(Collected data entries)
*** Block opens ***

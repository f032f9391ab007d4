//! Mounting the page: builds the controller and hands it every DOM hook.

use crate::dom::DomSurface;
use crate::form;
use crate::timers::TimeoutScheduler;

use models::RevealOptions;
use models::markers::{CLIENT_CONFIG_ELEMENT_ID, IN_PAGE_ANCHOR_SELECTOR, REVEAL_SELECTOR};
use portfolio_core::config::client::ClientConfig;
use portfolio_core::scroll::{IntersectionEntry, ScrollController};

use std::rc::{Rc, Weak};

use gloo::events::{EventListener, EventListenerOptions};
use js_sys::Array;
use log::{debug, info};
use wasm_bindgen::prelude::*;
use web_sys::{
    Document, Element, Event, IntersectionObserver, IntersectionObserverEntry,
    IntersectionObserverInit, PageTransitionEvent,
};

pub(crate) type PageController = ScrollController<DomSurface, TimeoutScheduler>;

/// Mount the controller and form on the current document.
pub(crate) fn mount() -> Result<Rc<PageController>, JsValue> {
    let window = web_sys::window().ok_or_else(|| JsValue::from_str("no window"))?;
    let document = window
        .document()
        .ok_or_else(|| JsValue::from_str("no document"))?;

    let embedded = document
        .get_element_by_id(CLIENT_CONFIG_ELEMENT_ID)
        .and_then(|element| element.text_content());
    let client = ClientConfig::from_embedded(embedded.as_deref());

    let controller = Rc::new(ScrollController::mount(
        DomSurface::new(document.clone()),
        TimeoutScheduler,
        client.reveal.clone(),
    ));

    wire_anchors(&document, &controller)?;
    wire_reveals(&document, &controller, &client.reveal)?;

    let form_listeners = form::bind(&document, &window, &client.confirmation)?;
    controller.attach(move || drop(form_listeners));

    info!("Portfolio page mounted");
    Ok(controller)
}

/// Whether a `pagehide` discards the page.
///
/// Pages entering the back-forward cache report `persisted` and keep their
/// listeners, observer and pending reveals for when they are shown again.
pub(crate) fn is_final_unload(event: &Event) -> bool {
    discards_page(
        event
            .dyn_ref::<PageTransitionEvent>()
            .map(PageTransitionEvent::persisted),
    )
}

/// `persisted` is `None` when the event carries no transition details.
pub(crate) fn discards_page(persisted: Option<bool>) -> bool {
    !persisted.unwrap_or(false)
}

fn wire_anchors(document: &Document, controller: &Rc<PageController>) -> Result<(), JsValue> {
    let anchors = elements(document, IN_PAGE_ANCHOR_SELECTOR)?;
    let mut listeners = Vec::with_capacity(anchors.len());

    for anchor in anchors {
        let weak: Weak<PageController> = Rc::downgrade(controller);
        let source = anchor.clone();
        listeners.push(EventListener::new_with_options(
            &anchor,
            "click",
            EventListenerOptions::enable_prevent_default(),
            move |event| {
                let Some(controller) = weak.upgrade() else {
                    return;
                };
                let href = source.get_attribute("href").unwrap_or_default();
                if controller.on_anchor_click(&href).prevents_default() {
                    event.prevent_default();
                }
            },
        ));
    }

    debug!("{} in-page anchors wired", listeners.len());
    controller.attach(move || drop(listeners));
    Ok(())
}

fn wire_reveals(
    document: &Document,
    controller: &Rc<PageController>,
    options: &RevealOptions,
) -> Result<(), JsValue> {
    let weak: Weak<PageController> = Rc::downgrade(controller);
    let callback = Closure::<dyn FnMut(Array, IntersectionObserver)>::new(
        move |entries: Array, _observer: IntersectionObserver| {
            let Some(controller) = weak.upgrade() else {
                return;
            };
            let batch: Vec<IntersectionEntry<Element>> = entries
                .iter()
                .filter_map(|value| value.dyn_into::<IntersectionObserverEntry>().ok())
                .map(|entry| IntersectionEntry::new(entry.target(), entry.is_intersecting()))
                .collect();
            controller.on_intersections(&batch);
        },
    );

    let init = IntersectionObserverInit::new();
    init.set_threshold(&JsValue::from_f64(options.threshold));
    init.set_root_margin(&options.root_margin);
    let observer = IntersectionObserver::new_with_options(callback.as_ref().unchecked_ref(), &init)?;

    let targets = elements(document, REVEAL_SELECTOR)?;
    for target in &targets {
        observer.observe(target);
    }
    debug!("Observing {} reveal targets", targets.len());

    controller.attach(move || {
        observer.disconnect();
        drop(callback);
    });
    Ok(())
}

fn elements(document: &Document, selector: &str) -> Result<Vec<Element>, JsValue> {
    let nodes = document.query_selector_all(selector)?;
    Ok((0..nodes.length())
        .filter_map(|index| nodes.item(index))
        .filter_map(|node| node.dyn_into::<Element>().ok())
        .collect())
}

*** Block closes ***

AIM OF THE EXERCISE => Give back exactly the lines running from the line that has "let targets = elements(document, REVEAL_SELECTOR)?;" to the end of the entries above.

WRITTEN ANSWER =>
    let targets = elements(document, REVEAL_SELECTOR)?;
    for target in &targets {
        observer.observe(target);
    }
    debug!("Observing {} reveal targets", targets.len());

    controller.attach(move || {
        observer.disconnect();
        drop(callback);
    });
    Ok(())
}

fn elements(document: &Document, selector: &str) -> Result<Vec<Element>, JsValue> {
    let nodes = document.query_selector_all(selector)?;
    Ok((0..nodes.length())
        .filter_map(|index| nodes.item(index))
        .filter_map(|node| node.dyn_into::<Element>().ok())
        .collect())
}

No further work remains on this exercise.